[patch] test/leaderkill fix

Wed Jul 11 08:40:48 UTC 2007

The behavior I see from that test case is different than what you describe.
I have never seen a wrong exit status get to a real parent's waitpid, and
I'm not entirely sure how that could happen.  What I do see is that after
PTRACE_KILL, the leader is a zombie but the other thread is still alive,
and so the wait4 in detach called on the leader in handle_group_exit
blocks.  In the -p test scenario, this just makes strace block so you can't
interrupt it.  This failure mode makes sense to me.

I'm not really sure any more why it was necessary to explicitly detach the
leader there.  I think some old kernel must not have behaved like a current
one would in this case.  Once the group exit is allowed to commence (by
detaching the thread causing the exit, i.e. TCP in handle_group_exit), then
all threads including the leader will die and report their deaths
appropriately.  But then, on current kernels the TCB_SUSPENDED logic and
the like is not required at all either.

What seems like it ought to be fine even on a very old kernel is to detach
the instigating thread first.  It will definitely die and report soon, so
its detach will not block for a long time.  Then detaching the leader will
work, at least in this test case.  The PTRACE_KILL should not be required,
because the synchronous waiting in detach() ensures that the instigating
thread finished and so has posted the death signal to all threads,
precluding the leader running any more user code on detach.

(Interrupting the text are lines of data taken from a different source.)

//! Shared filesystem helpers built on `cap-std`, `camino` and `tempfile`.
//!
//! Every artefact the pipeline produces goes through [`write_atomic`], which
//! stages bytes in a sibling temporary file and renames it over the target
//! only once the writer has finished and the data is synced.
#![forbid(unsafe_code)]

use camino::{Utf8Path, Utf8PathBuf};
use cap_std::{ambient_authority, fs_utf8};
use std::io::{self, BufWriter, Write};
use std::path::Component;

/// Open a UTF-8 file path using ambient authority.
pub fn open_utf8_file(path: &Utf8Path) -> io::Result<fs_utf8::File> {
    fs_utf8::File::open_ambient(path, ambient_authority())
}

/// Resolve an ambient directory for the given path and return the directory with the file name.
fn open_dir_and_file(path: &Utf8Path) -> io::Result<(fs_utf8::Dir, String)> {
    let parent = parent_or_current(path);
    let file_name = path
        .file_name()
        .ok_or_else(|| io::Error::other("target should include a file name"))?
        .to_owned();
    let dir = fs_utf8::Dir::open_ambient_dir(parent, ambient_authority())?;
    Ok((dir, file_name))
}

/// Return whether a path exists and is a regular file using capability-based IO.
pub fn file_is_file(path: &Utf8Path) -> io::Result<bool> {
    let (dir, name) = open_dir_and_file(path)?;
    dir.metadata(name.as_str()).map(|meta| meta.is_file())
}

/// Create `path` and any missing ancestors.
pub fn ensure_dir(path: &Utf8Path) -> io::Result<()> {
    if path.as_str().is_empty() || path == Utf8Path::new("/") {
        return Ok(());
    }
    let (base_dir, relative) = base_dir_and_relative(path)?;
    if relative.as_str().is_empty() {
        return Ok(());
    }
    base_dir.create_dir_all(&relative)
}

/// Ensure the parent directory for `path` exists, handling absolute paths safely for cap-std.
pub fn ensure_parent_dir(path: &Utf8Path) -> io::Result<()> {
    match path.parent() {
        Some(parent) => ensure_dir(parent),
        None => Ok(()),
    }
}

/// Write `path` atomically.
///
/// The closure receives a buffered writer backed by a temporary file created
/// next to `path`. The target is replaced only after the closure returns
/// `Ok` and the bytes are flushed and synced. On any error the temporary file
/// is removed and an existing file at `path` is left untouched.
///
/// # Examples
/// ```
/// use camino::Utf8PathBuf;
/// use std::io::Write;
///
/// let dir = tempfile::tempdir().expect("tempdir");
/// let target = Utf8PathBuf::from_path_buf(dir.path().join("out.txt")).expect("utf-8");
/// geotags_fs::write_atomic::<std::io::Error, _>(&target, |writer| {
///     writer.write_all(b"hello")
/// })
/// .expect("write succeeds");
/// assert_eq!(std::fs::read_to_string(&target).expect("read"), "hello");
/// ```
pub fn write_atomic<E, F>(path: &Utf8Path, write: F) -> Result<(), E>
where
    E: From<io::Error>,
    F: FnOnce(&mut dyn Write) -> Result<(), E>,
{
    let file_name = path
        .file_name()
        .ok_or_else(|| io::Error::other("target should include a file name"))?;
    ensure_parent_dir(path)?;
    let parent = parent_or_current(path);

    let mut staged = tempfile::Builder::new()
        .prefix(&format!(".{file_name}."))
        .suffix(".tmp")
        .tempfile_in(parent.as_std_path())?;
    {
        let mut writer = BufWriter::new(staged.as_file_mut());
        write(&mut writer)?;
        writer.flush()?;
    }
    staged.as_file().sync_all()?;
    staged
        .persist(path.as_std_path())
        .map_err(|err| E::from(err.error))?;
    Ok(())
}

/// Split an absolute or relative path into an ambient base directory and a relative suffix.
fn base_dir_and_relative(path: &Utf8Path) -> io::Result<(fs_utf8::Dir, Utf8PathBuf)> {
    let std_path = path.as_std_path();

    let (base, relative) = match std_path.components().next() {
        // Windows absolute path with a drive or UNC prefix.
        Some(Component::Prefix(prefix)) => {
            let prefix_str = prefix
                .as_os_str()
                .to_str()
                .ok_or_else(|| io::Error::other("non-UTF-8 path prefix"))?;
            let base = Utf8PathBuf::from(prefix_str).join(std::path::MAIN_SEPARATOR.to_string());
            let relative = std_path
                .strip_prefix(base.as_std_path())
                .or_else(|_| std_path.strip_prefix(prefix.as_os_str()))
                .map_err(|_| io::Error::other("failed to strip prefix from path"))?
                .to_path_buf();
            (base, relative)
        }
        // Unix-style absolute path.
        Some(Component::RootDir) => {
            let base = Utf8PathBuf::from(std::path::MAIN_SEPARATOR.to_string());
            let relative = std_path
                .strip_prefix(base.as_std_path())
                .map_err(|_| io::Error::other("failed to strip root from absolute path"))?
                .to_path_buf();
            (base, relative)
        }
        _ => (Utf8PathBuf::from("."), std_path.to_path_buf()),
    };

    let dir = fs_utf8::Dir::open_ambient_dir(&base, ambient_authority())?;
    let relative =
        Utf8PathBuf::from_path_buf(relative).map_err(|_| io::Error::other("non-UTF-8 path"))?;
    Ok((dir, relative))
}

fn parent_or_current(path: &Utf8Path) -> &Utf8Path {
    match path.parent() {
        Some(parent) if !parent.as_str().is_empty() => parent,
        _ => Utf8Path::new("."),
    }
}
// Core domain types

use crate::auth::password::Password;
use crate::auth::token::TokenHash;
use chrono::{DateTime, Utc};
use serde::{Deserialize, Serialize};
use std::fmt;
use uuid::Uuid;

/// The user entity.
///
/// Deliberately does NOT derive `Serialize`: the password hash must never
/// cross the serialization boundary. Outward-facing responses go through
/// [`UserProfile`].
#[derive(Clone)]
pub struct User {
    pub id: Uuid,
    pub name: String,
    pub email: String,
    pub password_hash: String,
    pub created_at: DateTime<Utc>,
    pub updated_at: DateTime<Utc>,
}

impl User {
    /// Outward-facing view of this user
    pub fn profile(&self) -> UserProfile {
        UserProfile {
            id: self.id,
            name: self.name.clone(),
            email: self.email.clone(),
            created_at: self.created_at,
        }
    }
}

impl fmt::Debug for User {
    fn fmt(&self, f: &mut fmt::Formatter<'_>) -> fmt::Result {
        f.debug_struct("User")
            .field("id", &self.id)
            .field("name", &self.name)
            .field("email", &self.email)
            .field("password_hash", &"<REDACTED>")
            .field("created_at", &self.created_at)
            .field("updated_at", &self.updated_at)
            .finish()
    }
}

/// Serializable view of a user, with hidden attributes stripped
#[derive(Debug, Clone, Serialize)]
pub struct UserProfile {
    pub id: Uuid,
    pub name: String,
    pub email: String,
    pub created_at: DateTime<Utc>,
}

/// Authenticated identity, inserted into request extensions by the auth
/// middleware. Carries the token hash so handlers can revoke the presenting
/// token without re-reading the Authorization header.
#[derive(Debug, Clone)]
pub struct AuthedUser {
    pub user: User,
    pub token_hash: TokenHash,
}

/// Login request body
#[derive(Debug, Deserialize)]
pub struct Credentials {
    pub email: String,
    pub password: Password,
}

I've committed that change.  It fixes the test/leaderkill case.  I am still
concerned about other cases where there are more threads.  I think that the
synchronous wait in detach will bite again on the leader because the other
threads still exist.  They should be killed by the group exit, but they
will still stick around as zombies until we see them with wait because they
are ptraced.  I think that is enough to prevent the zombie leader from
being reported to wait.  So it would be good to investigate some more
cases.  If I'm right about that case, then I think the right solution is
simply to punt the detach call on the leader in handle_group_exit.  It
should be seen shortly along with all the other threads.  But I may be
overlooking something, some reason that detach was there other than ancient
kernels.

Thanks,
Roland